=== AVAILABLE DATA ===

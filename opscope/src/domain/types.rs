//! Domain types providing compile-time safety and self-documentation
//!
//! These newtype wrappers prevent common bugs like passing a thread's
//! registration index where a plan node index is expected, and make function
//! signatures more expressive.

use std::fmt;

/// Thread registration index (0-indexed)
///
/// Dense index assigned to a thread when it first obtains its event container
/// within a measurement window. This is NOT the OS thread id: it is stable,
/// small, and restarts from zero after every window reset.
#[derive(Debug, Clone, Copy, PartialEq, Eq, Hash, PartialOrd, Ord)]
pub struct ThreadIndex(pub u32);

impl ThreadIndex {
    /// Index into per-thread storage.
    #[must_use]
    pub fn as_usize(self) -> usize {
        self.0 as usize
    }
}

impl fmt::Display for ThreadIndex {
    fn fmt(&self, f: &mut fmt::Formatter<'_>) -> fmt::Result {
        write!(f, "{}", self.0)
    }
}

/// Plan node index
///
/// Identifies the operator (execution-plan DAG node) that produced an event.
/// Doubles as the event payload in the export stream and as the event tag:
/// operator events are tagged with the decimal form of their node index.
#[derive(Debug, Clone, Copy, Default, PartialEq, Eq, Hash, PartialOrd, Ord)]
pub struct OperatorIndex(pub usize);

impl OperatorIndex {
    /// The event tag under which this operator's timeline is recorded.
    #[must_use]
    pub fn as_tag(self) -> String {
        self.0.to_string()
    }

    /// Parse a tag back into a node index. Returns `None` for tags that do
    /// not encode one (non-operator timelines).
    #[must_use]
    pub fn from_tag(tag: &str) -> Option<Self> {
        tag.parse().ok().map(Self)
    }
}

impl fmt::Display for OperatorIndex {
    fn fmt(&self, f: &mut fmt::Formatter<'_>) -> fmt::Result {
        write!(f, "{}", self.0)
    }
}
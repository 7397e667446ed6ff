//! Chrome Trace Event Format export.
//!
//! Converts a finished measurement window into the JSON trace format
//! understood by chrome://tracing, Perfetto and Speedscope: one complete
//! (`ph: "X"`) event per finished operator event, with microsecond
//! timestamps relative to the window epoch and one timeline row per
//! recording thread.

use serde::Serialize;
use serde_json::Value as JsonValue;
use std::collections::HashMap;
use std::io::Write;

use opscope_common::ProfileRecord;

use crate::domain::{ExportError, OperatorIndex};
use crate::plan::NodeSource;
use crate::profiling::EventProfiler;

const MICROS_PER_SEC: f64 = 1_000_000.0;

/// Chrome Trace Event format
/// Spec: https://docs.google.com/document/d/1CvAClvFfyA5R-PhYUmn5OOQtYMH4h6I0nSsKchNAySU/preview
#[derive(Debug, Clone, Serialize)]
struct ChromeTraceEvent {
    /// Event name (operator name when resolvable, otherwise the raw tag)
    name: String,
    /// Category for filtering/coloring
    cat: String,
    /// Phase: "X" = complete, "M" = metadata
    ph: String,
    /// Timestamp in microseconds
    ts: f64,
    /// Duration in microseconds ("X" events only)
    #[serde(skip_serializing_if = "Option::is_none")]
    dur: Option<f64>,
    /// Process ID
    pid: u32,
    /// Thread ID (the profiler's thread registration index)
    tid: u32,
    /// Optional arguments (metadata)
    #[serde(skip_serializing_if = "Option::is_none")]
    args: Option<HashMap<String, JsonValue>>,
}

/// Chrome Trace Format container
#[derive(Debug, Serialize)]
struct ChromeTrace {
    #[serde(rename = "traceEvents")]
    trace_events: Vec<ChromeTraceEvent>,
    #[serde(rename = "displayTimeUnit")]
    display_time_unit: String,
}

/// Chrome trace exporter for timeline visualization
#[derive(Debug)]
pub struct ChromeTraceExporter {
    /// Collected trace events
    events: Vec<ChromeTraceEvent>,
    pid: u32,
}

impl Default for ChromeTraceExporter {
    fn default() -> Self {
        Self::new()
    }
}

impl ChromeTraceExporter {
    #[must_use]
    pub fn new() -> Self {
        Self { events: Vec::new(), pid: std::process::id() }
    }

    /// Add every finished event of a profiler's window.
    ///
    /// Open events are left to [`EventProfiler::write_to_stream`] to flag;
    /// the timeline view only shows completed spans.
    pub fn add_window(&mut self, profiler: &EventProfiler, names: Option<&dyn NodeSource>) {
        let epoch = profiler.epoch();
        profiler.visit_containers(|thread_index, container| {
            for (tag, line) in container.lines() {
                for event in line {
                    let Some(duration_secs) = event.duration_secs() else { continue };
                    let ts = event.start_time.saturating_duration_since(epoch).as_secs_f64()
                        * MICROS_PER_SEC;
                    self.events.push(complete_event(
                        resolve_name(tag, names),
                        ts,
                        duration_secs * MICROS_PER_SEC,
                        self.pid,
                        thread_index.0,
                        event.payload.0 as u64,
                    ));
                }
            }
        });
    }

    /// Add parsed export records (the offline path).
    pub fn add_records(&mut self, records: &[ProfileRecord], names: Option<&dyn NodeSource>) {
        for record in records {
            self.events.push(complete_event(
                resolve_name(&record.tag, names),
                record.start_secs * MICROS_PER_SEC,
                record.duration_secs() * MICROS_PER_SEC,
                self.pid,
                record.thread_index,
                record.payload,
            ));
        }
    }

    /// Export the trace to any writer (file, stdout, buffer, etc.)
    ///
    /// # Errors
    ///
    /// [`ExportError::Json`] when serialization fails.
    pub fn export<W: Write>(&self, writer: W) -> Result<(), ExportError> {
        let mut all_events = self.events.clone();

        // One thread-name metadata row per distinct (pid, tid)
        let mut threads: Vec<(u32, u32)> =
            self.events.iter().map(|event| (event.pid, event.tid)).collect();
        threads.sort_unstable();
        threads.dedup();

        for (pid, tid) in threads {
            let mut args = HashMap::new();
            args.insert("name".to_string(), serde_json::json!(format!("Worker {tid}")));
            all_events.push(ChromeTraceEvent {
                name: "thread_name".to_string(),
                cat: String::new(),
                ph: "M".to_string(),
                ts: 0.0,
                dur: None,
                pid,
                tid,
                args: Some(args),
            });
        }

        let trace =
            ChromeTrace { trace_events: all_events, display_time_unit: "ms".to_string() };
        serde_json::to_writer_pretty(writer, &trace)?;
        Ok(())
    }

    /// Get the number of events collected
    #[must_use]
    pub fn event_count(&self) -> usize {
        self.events.len()
    }
}

fn resolve_name(tag: &str, names: Option<&dyn NodeSource>) -> String {
    if let (Some(names), Some(op)) = (names, OperatorIndex::from_tag(tag)) {
        if op.0 < names.node_count() {
            return names.node_name(op.0).to_string();
        }
    }
    tag.to_string()
}

fn complete_event(
    name: String,
    ts: f64,
    dur: f64,
    pid: u32,
    tid: u32,
    payload: u64,
) -> ChromeTraceEvent {
    let mut args = HashMap::new();
    args.insert("payload".to_string(), serde_json::json!(payload));
    ChromeTraceEvent {
        name,
        cat: "operator".to_string(),
        ph: "X".to_string(),
        ts,
        dur: Some(dur),
        pid,
        tid,
        args: Some(args),
    }
}

#[cfg(test)]
mod tests {
    use super::*;
    use crate::plan::PlanGraph;

    fn sample_records() -> Vec<ProfileRecord> {
        vec![
            ProfileRecord {
                timestamp: "2026-08-07 00:00:00".to_string(),
                thread_index: 0,
                tag: "0".to_string(),
                payload: 0,
                start_secs: 0.0,
                end_secs: 0.05,
            },
            ProfileRecord {
                timestamp: "2026-08-07 00:00:00".to_string(),
                thread_index: 1,
                tag: "1".to_string(),
                payload: 1,
                start_secs: 0.1,
                end_secs: 0.25,
            },
        ]
    }

    #[test]
    fn test_export_creates_valid_json() {
        let mut exporter = ChromeTraceExporter::new();
        exporter.add_records(&sample_records(), None);

        let mut buffer = Vec::new();
        exporter.export(&mut buffer).unwrap();

        let parsed: serde_json::Value = serde_json::from_slice(&buffer).unwrap();
        assert!(parsed.get("traceEvents").is_some());
        assert_eq!(parsed["displayTimeUnit"], "ms");
    }

    #[test]
    fn test_complete_events_carry_microsecond_spans() {
        let mut exporter = ChromeTraceExporter::new();
        exporter.add_records(&sample_records(), None);
        assert_eq!(exporter.event_count(), 2);

        let mut buffer = Vec::new();
        exporter.export(&mut buffer).unwrap();
        let parsed: serde_json::Value = serde_json::from_slice(&buffer).unwrap();

        let complete: Vec<&serde_json::Value> = parsed["traceEvents"]
            .as_array()
            .unwrap()
            .iter()
            .filter(|event| event["ph"] == "X")
            .collect();
        assert_eq!(complete.len(), 2);
        assert_eq!(complete[0]["dur"].as_f64().unwrap(), 50_000.0);
        assert_eq!(complete[1]["ts"].as_f64().unwrap(), 100_000.0);
    }

    #[test]
    fn test_node_names_resolved_from_plan() {
        let plan = PlanGraph::new(vec!["TableScan".to_string(), "HashJoin".to_string()]);
        let mut exporter = ChromeTraceExporter::new();
        exporter.add_records(&sample_records(), Some(&plan));

        let mut buffer = Vec::new();
        exporter.export(&mut buffer).unwrap();
        let text = String::from_utf8(buffer).unwrap();
        assert!(text.contains("TableScan"));
        assert!(text.contains("HashJoin"));
    }

    #[test]
    fn test_thread_name_metadata_rows() {
        let mut exporter = ChromeTraceExporter::new();
        exporter.add_records(&sample_records(), None);

        let mut buffer = Vec::new();
        exporter.export(&mut buffer).unwrap();
        let parsed: serde_json::Value = serde_json::from_slice(&buffer).unwrap();
        let metadata: Vec<&serde_json::Value> = parsed["traceEvents"]
            .as_array()
            .unwrap()
            .iter()
            .filter(|event| event["ph"] == "M")
            .collect();
        assert_eq!(metadata.len(), 2);
        assert_eq!(metadata[0]["args"]["name"], "Worker 0");
    }

    #[test]
    fn test_window_export_skips_open_events() {
        let profiler = EventProfiler::new();
        let handle = profiler.container();
        handle.start_event("0");
        handle.end_event("0").unwrap();
        handle.start_event("0");

        let mut exporter = ChromeTraceExporter::new();
        exporter.add_window(&profiler, None);
        assert_eq!(exporter.event_count(), 1);
    }
}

===

→ PROBLEM REQUIREMENTS: Scan the listing above, and wherever a line holds the string "PlanGraph", copy that line.

→ SOLUTION TO THIS PROBLEM:
    use crate::plan::PlanGraph;
        let plan = PlanGraph::new(vec!["TableScan".to_string(), "HashJoin".to_string()]);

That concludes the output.